December 9th, 2014 14:00

so there is no reason to use DomainMark, SnapRevert is sufficient to roll back to specific snapshot ? (how do you specify what snapshot you want to roll back to ? )

254 Posts

December 9th, 2014 14:00

Interesting, but doesn't the snapid define the root of the snap anyway, so if I tell it to revert to snapid=123, shouldn't it be clear that I want to restore the path of that snap, since it's all or nothing anyway?

1.2K Posts

December 10th, 2014 00:00

Nevertheless, SnapRevert doesn't work without prior DomainMark.
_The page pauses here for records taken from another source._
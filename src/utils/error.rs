//! Error taxonomy for the gateway.
//!
//! Every public boundary returns `Result<T>` rather than panicking; typed
//! variants map onto the HTTP status codes described in the spec's error
//! taxonomy and are the single place that decides what a client sees.

use actix_web::{HttpResponse, ResponseError, http::StatusCode};
use serde::Serialize;
use thiserror::Error;

/// Result type alias used throughout the crate.
pub type Result<T> = std::result::Result<T, GatewayError>;

/// Typed error taxonomy for the gateway.
#[derive(Error, Debug)]
pub enum GatewayError {
    #[error("Validation error: {0}")]
    Validation(String),

    #[error("Authentication error: {0}")]
    Authentication(String),

    #[error("Forbidden: {0}")]
    Forbidden(String),

    #[error("Not found: {0}")]
    NotFound(String),

    #[error("Conflict: {0}")]
    Conflict(String),

    #[error("Rate limit exceeded: {0}")]
    RateLimit(String),

    #[error("Circuit breaker open for {0}")]
    CircuitOpen(String),

    #[error("Timeout: {0}")]
    Timeout(String),

    #[error("Provider error: {0}")]
    Provider(String),

    /// Upstream returned a concrete HTTP status we pass through verbatim.
    #[error("Provider HTTP error ({status}): {message}")]
    ProviderHttp { status: u16, message: String },

    #[error("Provider rate limited: {0}")]
    ProviderRateLimit(String),

    #[error("Provider authentication failed: {0}")]
    ProviderAuthentication(String),

    /// Raised while decoding an upstream SSE stream; only ever surfaced
    /// inside an `event: error` SSE frame, never as an HTTP status.
    #[error("Provider SSE error: {0}")]
    ProviderSse(String),

    /// Raised after response headers have already been flushed to the
    /// client; surfaced as an SSE error frame followed by `[DONE]`.
    #[error("Stream read error: {0}")]
    StreamRead(String),

    #[error("Provider not configured: {0}")]
    ProviderNotConfigured(String),

    #[error("Request aborted")]
    Aborted,

    #[error("Internal error: {0}")]
    Internal(String),
}

impl GatewayError {
    pub fn status_code(&self) -> StatusCode {
        match self {
            GatewayError::Validation(_) => StatusCode::BAD_REQUEST,
            GatewayError::Authentication(_) => StatusCode::UNAUTHORIZED,
            GatewayError::Forbidden(_) => StatusCode::FORBIDDEN,
            GatewayError::NotFound(_) => StatusCode::NOT_FOUND,
            GatewayError::Conflict(_) => StatusCode::CONFLICT,
            GatewayError::RateLimit(_) => StatusCode::TOO_MANY_REQUESTS,
            GatewayError::CircuitOpen(_) => StatusCode::SERVICE_UNAVAILABLE,
            GatewayError::Timeout(_) => StatusCode::GATEWAY_TIMEOUT,
            GatewayError::Provider(_) => StatusCode::BAD_GATEWAY,
            GatewayError::ProviderHttp { status, .. } => {
                StatusCode::from_u16(*status).unwrap_or(StatusCode::BAD_GATEWAY)
            }
            GatewayError::ProviderRateLimit(_) => StatusCode::TOO_MANY_REQUESTS,
            GatewayError::ProviderAuthentication(_) => StatusCode::UNAUTHORIZED,
            GatewayError::ProviderSse(_) => StatusCode::BAD_GATEWAY,
            GatewayError::StreamRead(_) => StatusCode::INTERNAL_SERVER_ERROR,
            GatewayError::ProviderNotConfigured(_) => StatusCode::BAD_REQUEST,
            GatewayError::Aborted => StatusCode::from_u16(499).unwrap(),
            GatewayError::Internal(_) => StatusCode::INTERNAL_SERVER_ERROR,
        }
    }

    pub fn code(&self) -> &'static str {
        match self {
            GatewayError::Validation(_) => "VALIDATION_ERROR",
            GatewayError::Authentication(_) => "AUTHENTICATION_ERROR",
            GatewayError::Forbidden(_) => "FORBIDDEN",
            GatewayError::NotFound(_) => "NOT_FOUND",
            GatewayError::Conflict(_) => "CONFLICT",
            GatewayError::RateLimit(_) => "RATE_LIMIT_EXCEEDED",
            GatewayError::CircuitOpen(_) => "CIRCUIT_OPEN",
            GatewayError::Timeout(_) => "TIMEOUT",
            GatewayError::Provider(_) => "PROVIDER_ERROR",
            GatewayError::ProviderHttp { .. } => "PROVIDER_HTTP_ERROR",
            GatewayError::ProviderRateLimit(_) => "PROVIDER_RATE_LIMIT",
            GatewayError::ProviderAuthentication(_) => "PROVIDER_AUTH_ERROR",
            GatewayError::ProviderSse(_) => "PROVIDER_SSE_ERROR",
            GatewayError::StreamRead(_) => "STREAM_READ_ERROR",
            GatewayError::ProviderNotConfigured(_) => "PROVIDER_NOT_CONFIGURED",
            GatewayError::Aborted => "REQUEST_ABORTED",
            GatewayError::Internal(_) => "INTERNAL_ERROR",
        }
    }
}

impl ResponseError for GatewayError {
    fn status_code(&self) -> StatusCode {
        GatewayError::status_code(self)
    }

    fn error_response(&self) -> HttpResponse {
        let body = ErrorResponse {
            error: ErrorDetail {
                code: self.code().to_string(),
                message: self.to_string(),
                status: self.status_code().as_u16(),
                details: None,
                timestamp: chrono::Utc::now().to_rfc3339(),
                path: None,
            },
        };
        HttpResponse::build(self.status_code()).json(body)
    }
}

#[derive(Debug, Serialize)]
pub struct ErrorResponse {
    pub error: ErrorDetail,
}

#[derive(Debug, Serialize)]
pub struct ErrorDetail {
    pub code: String,
    pub message: String,
    pub status: u16,
    #[serde(skip_serializing_if = "Option::is_none")]
    pub details: Option<Vec<FieldError>>,
    pub timestamp: String,
    #[serde(skip_serializing_if = "Option::is_none")]
    pub path: Option<String>,
}

#[derive(Debug, Serialize)]
pub struct FieldError {
    pub field: String,
    pub message: String,
}

/// Maps a raw upstream error string (HTTP body text, SDK error message) to a
/// typed `GatewayError`, per the case-insensitive rules in the spec's
/// mapper table. `status` is the upstream HTTP status when known.
pub fn map_provider_error(raw: &str, status: Option<u16>) -> GatewayError {
    let lower = raw.to_lowercase();

    if lower.contains("authentication")
        || lower.contains("api key")
        || (lower.contains("invalid_request_error") && lower.contains("api_key"))
    {
        return GatewayError::ProviderAuthentication(raw.to_string());
    }
    if lower.contains("rate limit") || lower.contains("quota exceeded") {
        return GatewayError::ProviderRateLimit(raw.to_string());
    }
    if lower.contains("model not found") || lower.contains("deployment does not exist") {
        return GatewayError::NotFound(raw.to_string());
    }
    if let Some(status) = status {
        return GatewayError::ProviderHttp {
            status,
            message: raw.to_string(),
        };
    }
    GatewayError::Provider(raw.to_string())
}

#[cfg(test)]
mod tests {
    use super::*;

    #[test]
    fn maps_authentication_errors() {
        let err = map_provider_error("Invalid API key provided", None);
        assert!(matches!(err, GatewayError::ProviderAuthentication(_)));
    }

    #[test]
    fn maps_rate_limit_errors() {
        let err = map_provider_error("Rate limit reached for requests", None);
        assert!(matches!(err, GatewayError::ProviderRateLimit(_)));
    }

    #[test]
    fn maps_not_found_errors() {
        let err = map_provider_error("The model `gpt-9` does not exist", None);
        // Doesn't match "model not found" literally; falls through to status.
        assert!(matches!(
            err,
            GatewayError::ProviderHttp { .. } | GatewayError::Provider(_)
        ));

        let err2 = map_provider_error("Model not found: gpt-9", None);
        assert!(matches!(err2, GatewayError::NotFound(_)));
    }

    #[test]
    fn falls_back_to_http_status_then_provider_error() {
        let err = map_provider_error("something odd happened", Some(503));
        assert!(matches!(err, GatewayError::ProviderHttp { status: 503, .. }));

        let err2 = map_provider_error("something odd happened", None);
        assert!(matches!(err2, GatewayError::Provider(_)));
    }

    #[test]
    fn status_codes_match_taxonomy() {
        assert_eq!(
            GatewayError::Validation("x".into()).status_code(),
            StatusCode::BAD_REQUEST
        );
        assert_eq!(
            GatewayError::CircuitOpen("x".into()).status_code(),
            StatusCode::SERVICE_UNAVAILABLE
        );
        assert_eq!(GatewayError::Aborted.status_code().as_u16(), 499);
    }
}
Think of two kinds

of snapshots, normal (old) ones and "revertible" ones.

December 10th, 2014 07:00

"works great" is relative.  If the dataset is large, this can be a very lengthy operation - perhaps days - since it's actually doing a copy of the files.  Ideally, we should be able to revert the data from a subset of the snapshot by just manipulating metadata pointers.  I had to revert a 35TB accidental deletion the other data.  It wasn't pretty.  And to make matters worse, that data is now treated as new so it starts snapshotting that data while still having the old snapshots lying around until they expire. And put SyncIQ on top of that data and the problem intensifies.

SnapRevert is too simplistic for me in its current state.  If I have 100 projects under /ifs/project, and I'm snapshotting at /ifs/project, I can't revert the data for just one project without wiping out the other 99.